O combustível é um dos principais componentes de custo das companhias aéreas, representando cerca de 30% das despesas operacionais. Com a nova alta, empresas já admitem que será difícil evitar o repasse ao consumidor. Executivos apontam que, se o petróleo continuar em alta, esse peso pode crescer ainda mais.
A reação do setor é imediata. Empresas como a Korean Air já adotam “modo de emergência” para reduzir custos, enquanto outras, como a Asiana Airlines, anunciam cortes de voos internacionais.

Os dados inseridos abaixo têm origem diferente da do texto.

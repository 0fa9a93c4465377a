use std::sync::Arc;

use crate::adapter::SqliteAdapter;
use crate::error::SqliteAdapterError;
use crate::schema::{Model, Schema};

/// `CREATE TABLE IF NOT EXISTS` builder; one column per schema field, in field order.
pub struct Create<'s, M: Model> {
    schema: &'s Schema<M>,
    adapter: Arc<SqliteAdapter>,
}

impl<'s, M: Model> Create<'s, M> {
    pub(crate) fn new(schema: &'s Schema<M>) -> Self {
        Self {
            schema,
            adapter: Arc::clone(schema.adapter()),
        }
    }

    /// # Errors
    /// Returns `SqliteAdapterError::FieldKindNotSupported` naming the first field whose kind has
    /// no column type.
    pub fn render(&self) -> Result<String, SqliteAdapterError> {
        let columns = self
            .schema
            .fields()
            .iter()
            .map(|field| {
                field
                    .cast(&self.adapter)
                    .map(|class| format!("{} {}", field.name(), class.as_sql()))
            })
            .collect::<Result<Vec<_>, _>>()?;
        Ok(format!(
            "CREATE TABLE IF NOT EXISTS {} ({});",
            self.schema.name(),
            columns.join(", ")
        ))
    }

    /// # Errors
    /// Returns `DatabaseNotConnected`, `FieldKindNotSupported`, or the engine error.
    pub async fn execute(&self) -> Result<(), SqliteAdapterError> {
        let sql = self.render()?;
        tracing::debug!(sql = %sql, "create table");
        self.adapter.run(&sql, Vec::new()).await
    }
}

impl<M: Model> std::fmt::Debug for Create<'_, M> {
    fn fmt(&self, f: &mut std::fmt::Formatter<'_>) -> std::fmt::Result {
        f.debug_struct("Create")
            .field("table", &self.schema.name())
            .finish()
    }
}

#[cfg(test)]
mod tests {
    use super::*;
    use crate::schema::{Field, Record};
    use crate::types::FieldKind;

    fn schema(fields: Vec<Field>) -> Schema<Record> {
        Schema::new("items", fields, Arc::new(SqliteAdapter::new(":memory:")))
    }

    #[test]
    fn one_column_per_field_in_order() {
        let items = schema(vec![
            Field::new("id", FieldKind::Integer),
            Field::new("label", FieldKind::Varchar),
            Field::new("price", FieldKind::Decimal),
            Field::new("ratio", FieldKind::Double),
            Field::new("payload", FieldKind::Blob),
            Field::new("seen", FieldKind::Datetime),
        ]);
        assert_eq!(
            Create::new(&items).render().unwrap(),
            "CREATE TABLE IF NOT EXISTS items (id INTEGER, label TEXT, price NUMERIC, ratio REAL, payload BLOB, seen NUMERIC);"
        );
    }

    #[test]
    fn unsupported_kind_names_the_field() {
        let items = schema(vec![
            Field::new("id", FieldKind::Integer),
            Field::new("shape", FieldKind::Other("GEOMETRY".into())),
        ]);
        match Create::new(&items).render() {
            Err(SqliteAdapterError::FieldKindNotSupported { field, .. }) => assert_eq!(field, "shape"),
            other => panic!("expected FieldKindNotSupported, got {other:?}"),
        }
    }
}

A estratégia é simples: preservar margens em um ambiente de custos imprevisíveis.
A crise também reduz expectativas de crescimento. Dados apontam que a expansão global prevista para abril praticamente desapareceu, caindo de mais de 5% para cerca de 0,2%. Na Ásia, a dependência do petróleo do Oriente Médio agrava o problema, levando companhias a reverem planos e reduzir rotas.
O impacto não se limita ao setor aéreo. O conflito pressiona o transporte global de energia, especialmente no Estreito de Ormuz, rota estratégica por onde passa grande parte do petróleo mundial. Isso gera efeito em cadeia sobre combustíveis, logística e até preços de produtos em diferentes regiões.
Diante desse cenário, governos começam a agir. No Brasil, há discussões sobre linhas de crédito, redução de impostos e medidas para suavizar o impacto nos combustíveis. Ainda assim, o setor aéreo segue pressionado, com risco de aumento nas passagens e possíveis cortes de rotas menos rentáveis. O desfecho dependerá da evolução do conflito e da estabilidade do mercado de energia.